Por increíble que parezca, las elecciones catalanas no se votan en Madrid. Ni las riojanas, por poner otro ejemplo de independentismo tremebundo. Este intolerable desliz constitucional obliga a los partidos a concretar su esfuerzo de seducción en los territorios afectados, al margen de verdades globales. Sin embargo, el PP quiere ganar los comicios catalanes fuera de campo, convertirse en el partido más votado de Cataluña en el exterior. Solo así puede entenderse la sospechosa intervención de ayer contra la archisabida corrupción de Convergència, a cargo de la Guardia Civil y de la fiscalía Anticorrupción con parabienes judiciales irreprochables. El mismo ministro que recibe durante una hora en su despacho al mayor símbolo del desastre económico español, aparte de presunto corrupto de tomo y lomo, encabeza las fuerzas que registran las sedes del partido que gobierna la Generalitat. Democráticamente, aunque Rajoy se haya embarcado en una peligrosísima política de clasificar las elecciones en buenas y malas, según a quién se vote en ellas.

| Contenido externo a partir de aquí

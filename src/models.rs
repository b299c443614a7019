//! Shared models for the device API
//!
//! Wire documents exchanged with the camera backend. Types used by a
//! single module live next to that module instead.

use serde::{Deserialize, Serialize};
use std::collections::BTreeSet;

/// Device configuration document (`GET/POST /api/config`)
#[derive(Debug, Clone, PartialEq, Serialize, Deserialize)]
pub struct Configuration {
    pub motion_threshold: i32,
    /// Seconds of time-lapse capture after motion
    pub time_lapse_duration: i32,
    /// Seconds between time-lapse frames
    pub time_between_snaps: f64,
    /// JPEG quality 1-100 (0 when the backend omitted it)
    #[serde(default)]
    pub image_quality: i32,
    pub timezone: String,
    pub grid_rows: u32,
    pub grid_cols: u32,
    /// Active zone indices, row-major
    #[serde(default)]
    pub grid_mask: BTreeSet<u32>,
    /// Settings this panel does not edit; passed through on save
    #[serde(flatten)]
    pub extra: serde_json::Map<String, serde_json::Value>,
}

impl Configuration {
    /// Number of cells in the zone grid
    pub fn cell_count(&self) -> u32 {
        self.grid_rows.saturating_mul(self.grid_cols)
    }

    /// Whether `index` addresses a cell of the current grid
    pub fn is_valid_cell(&self, index: u32) -> bool {
        index < self.cell_count()
    }
}

/// Live device status (`GET /api/status`), replaced wholesale every poll
#[derive(Debug, Clone, Default, PartialEq, Eq, Serialize, Deserialize)]
pub struct DeviceStatus {
    /// Capture loop alive
    #[serde(default)]
    pub running: bool,
    #[serde(default)]
    pub monitoring_enabled: bool,
    #[serde(default)]
    pub recording: bool,
    /// Backend is a simulated/dev instance
    #[serde(default)]
    pub mock_mode: bool,
    #[serde(default)]
    pub camera_error: Option<String>,
}

/// One captured image (`GET /api/images`)
#[derive(Debug, Clone, PartialEq, Eq, Serialize, Deserialize)]
pub struct ImageEntry {
    pub filename: String,
    pub url: String,
}

/// Backend log buffer (`GET /api/logs`)
#[derive(Debug, Clone, Default, Serialize, Deserialize)]
pub struct LogsResponse {
    #[serde(default)]
    pub logs: Vec<String>,
}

Pese a la vibrante recuperación plasmada en sus propias encuestas, el PP no anda sobrado de noticias electorales favorables. Ahí va una. Los populares ganarían sobradamente las elecciones catalanas, si se celebraran en Madrid. Este dato demoscópico era evidente antes de que funcionarios con dependencia gubernamental se embarcaran ayer en una operación contra el segundo partido más corrupto de España, después del PP. El Gobierno abona así el voto a las opciones independentistas que compiten por la Generalitat. Peor todavía, la sobreactuación a un mes de las elecciones anula la flagrante corrupción de Convergència y su tres por ciento. Alienta una corriente de simpatía hacia un partido acosado por su detestable historial. Crea mártires, el mayor error que puede cometer el poder ejecutivo. ¿Hubiera tenido lugar la intervención de ayer si CDC fuera el socio fiel del PP, como en la primera legislatura de Aznar y sus vicepresidentes Rajoy y Rato? De hecho, los indudables delitos ahora excavados se remontan al aznarismo, cuando quedaban oportunamente impunes.

A través de las fuerzas policiales del catalán Fernández Díaz, el presidente del Gobierno expresó ayer su opinión sobre las elecciones catalanas, en las que su ejecutivo acaba de votar por correo. El partido con más altos cargos encarcelados de la historia de España, a quienes tranquiliza desde La Moncloa y desde el ministerio del Interior, debería ser especialmente escrupuloso con los formalismos de una contienda electoral abierta. La proliferación de escándalos del PP fue precisamente el origen de la propuesta de que se amortiguaran las instrucciones judiciales en vísperas de las urnas. Los populares han exigido directamente a los jueces que se aparquen causas abiertas, alegando la proximidad electoral.

A una semana de que Mas comparezca ante el Parlament en un acto electoral, Rajoy ha montado su propia Diada. La gravedad de la corrupción exige un respeto, Pujol y sus secuaces no merecían el balón de oxígeno que siempre aporta la desproporción. No faltarán quienes atribuyan el conato de militarización del conflicto catalán a un cálculo astuto, pero suena más a la desesperación aneja al más poderoso de los estados. El de pánico.